Task instructions: Print out every entry, keeping each line identical to the original.

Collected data
'''

use rustc_hash::FxHashMap;
use shade_builtins::{ClosureFn, NativeFn, Scalar};
use smartstring::alias::String as SmartString;

/// A host pointer recorded in the address table at compile time.
///
/// Images never hold pointers themselves; every variable read, call, and
/// closure context goes through an index into a table of these.
#[derive(Clone, Copy, Debug)]
pub enum Address {
  /// A scalar owned by the host
  Variable(*mut Scalar),
  /// A host function
  Function(NativeFn),
  /// A host closure's function
  Closure(ClosureFn),
  /// A host closure's context pointer
  Context(*mut ()),
}
impl Address {
  /// Identity for interning: pointer value within each class of address
  fn key(self) -> (u8, usize) {
    match self {
      Self::Variable(pointer) => (0, pointer as usize),
      Self::Function(function) => (1, function.address()),
      Self::Closure(function) => (2, function.address()),
      Self::Context(pointer) => (3, pointer as usize),
    }
  }
}

/// The two parallel tables a compiled image refers into: host addresses for
/// evaluation, and the names they were bound under for introspection.
///
/// An index is assigned the first time an address is encountered during
/// lowering, so a variable shared by several statements occupies one slot.
#[derive(Clone, Debug, Default)]
pub struct AddressTable {
  addresses: Vec<Address>,
  names: Vec<SmartString>,
}
impl AddressTable {
  #[must_use]
  pub fn address(&self, index: usize) -> Option<Address> {
    self.addresses.get(index).copied()
  }

  /// The name the address at an index was bound under
  #[must_use]
  pub fn name(&self, index: usize) -> Option<&str> {
    self.names.get(index).map(SmartString::as_str)
  }

  /// All the names, in index order
  pub fn names(&self) -> impl Iterator<Item = &str> {
    self.names.iter().map(SmartString::as_str)
  }

  #[must_use]
  pub fn len(&self) -> usize {
    self.addresses.len()
  }

  #[must_use]
  pub fn is_empty(&self) -> bool {
    self.addresses.is_empty()
  }
}

/// Assigns address table indices during lowering, first encounter first.
///
/// A program shares one interner across all of its embedded expressions, so
/// every statement referring to a host binding agrees on its index.
#[derive(Default)]
pub(crate) struct AddressInterner {
  indices: FxHashMap<(u8, usize), u32>,
  table: AddressTable,
}
impl AddressInterner {
  /// The table index for an address, interning it under `name` if new
  pub fn intern(&mut self, address: Address, name: &str) -> u32 {
    if let Some(&index) = self.indices.get(&address.key()) {
      return index;
    }

    self.insert(address, name.into())
  }

  /// The table index for a closure's context pointer.
  ///
  /// Contexts are named after their closure with a `_closure` suffix; when
  /// two distinct contexts would collide, a counter keeps the names unique.
  pub fn intern_context(&mut self, context: *mut (), function_name: &str) -> u32 {
    let address = Address::Context(context);
    if let Some(&index) = self.indices.get(&address.key()) {
      return index;
    }

    let mut name = SmartString::from(function_name);
    name.push_str("_closure");
    let mut counter = 1;
    while self.table.names.contains(&name) {
      counter += 1;
      name = SmartString::from(function_name);
      name.push_str("_closure");
      name.push_str(&counter.to_string());
    }

    self.insert(address, name)
  }

  fn insert(&mut self, address: Address, name: SmartString) -> u32 {
    let index = u32::try_from(self.table.addresses.len()).expect("tables stay small");
    self.indices.insert(address.key(), index);
    self.table.addresses.push(address);
    self.table.names.push(name);
    index
  }

  pub fn finish(self) -> AddressTable {
    self.table
  }
}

'''

Result of this task:
use rustc_hash::FxHashMap;
use shade_builtins::{ClosureFn, NativeFn, Scalar};
use smartstring::alias::String as SmartString;

/// A host pointer recorded in the address table at compile time.
///
/// Images never hold pointers themselves; every variable read, call, and
/// closure context goes through an index into a table of these.
#[derive(Clone, Copy, Debug)]
pub enum Address {
  /// A scalar owned by the host
  Variable(*mut Scalar),
  /// A host function
  Function(NativeFn),
  /// A host closure's function
  Closure(ClosureFn),
  /// A host closure's context pointer
  Context(*mut ()),
}
impl Address {
  /// Identity for interning: pointer value within each class of address
  fn key(self) -> (u8, usize) {
    match self {
      Self::Variable(pointer) => (0, pointer as usize),
      Self::Function(function) => (1, function.address()),
      Self::Closure(function) => (2, function.address()),
      Self::Context(pointer) => (3, pointer as usize),
    }
  }
}

/// The two parallel tables a compiled image refers into: host addresses for
/// evaluation, and the names they were bound under for introspection.
///
/// An index is assigned the first time an address is encountered during
/// lowering, so a variable shared by several statements occupies one slot.
#[derive(Clone, Debug, Default)]
pub struct AddressTable {
  addresses: Vec<Address>,
  names: Vec<SmartString>,
}
impl AddressTable {
  #[must_use]
  pub fn address(&self, index: usize) -> Option<Address> {
    self.addresses.get(index).copied()
  }

  /// The name the address at an index was bound under
  #[must_use]
  pub fn name(&self, index: usize) -> Option<&str> {
    self.names.get(index).map(SmartString::as_str)
  }

  /// All the names, in index order
  pub fn names(&self) -> impl Iterator<Item = &str> {
    self.names.iter().map(SmartString::as_str)
  }

  #[must_use]
  pub fn len(&self) -> usize {
    self.addresses.len()
  }

  #[must_use]
  pub fn is_empty(&self) -> bool {
    self.addresses.is_empty()
  }
}

/// Assigns address table indices during lowering, first encounter first.
///
/// A program shares one interner across all of its embedded expressions, so
/// every statement referring to a host binding agrees on its index.
#[derive(Default)]
pub(crate) struct AddressInterner {
  indices: FxHashMap<(u8, usize), u32>,
  table: AddressTable,
}
impl AddressInterner {
  /// The table index for an address, interning it under `name` if new
  pub fn intern(&mut self, address: Address, name: &str) -> u32 {
    if let Some(&index) = self.indices.get(&address.key()) {
      return index;
    }

    self.insert(address, name.into())
  }

  /// The table index for a closure's context pointer.
  ///
  /// Contexts are named after their closure with a `_closure` suffix; when
  /// two distinct contexts would collide, a counter keeps the names unique.
  pub fn intern_context(&mut self, context: *mut (), function_name: &str) -> u32 {
    let address = Address::Context(context);
    if let Some(&index) = self.indices.get(&address.key()) {
      return index;
    }

    let mut name = SmartString::from(function_name);
    name.push_str("_closure");
    let mut counter = 1;
    while self.table.names.contains(&name) {
      counter += 1;
      name = SmartString::from(function_name);
      name.push_str("_closure");
      name.push_str(&counter.to_string());
    }

    self.insert(address, name)
  }

  fn insert(&mut self, address: Address, name: SmartString) -> u32 {
    let index = u32::try_from(self.table.addresses.len()).expect("tables stay small");
    self.indices.insert(address.key(), index);
    self.table.addresses.push(address);
    self.table.names.push(name);
    index
  }

  pub fn finish(self) -> AddressTable {
    self.table
  }
}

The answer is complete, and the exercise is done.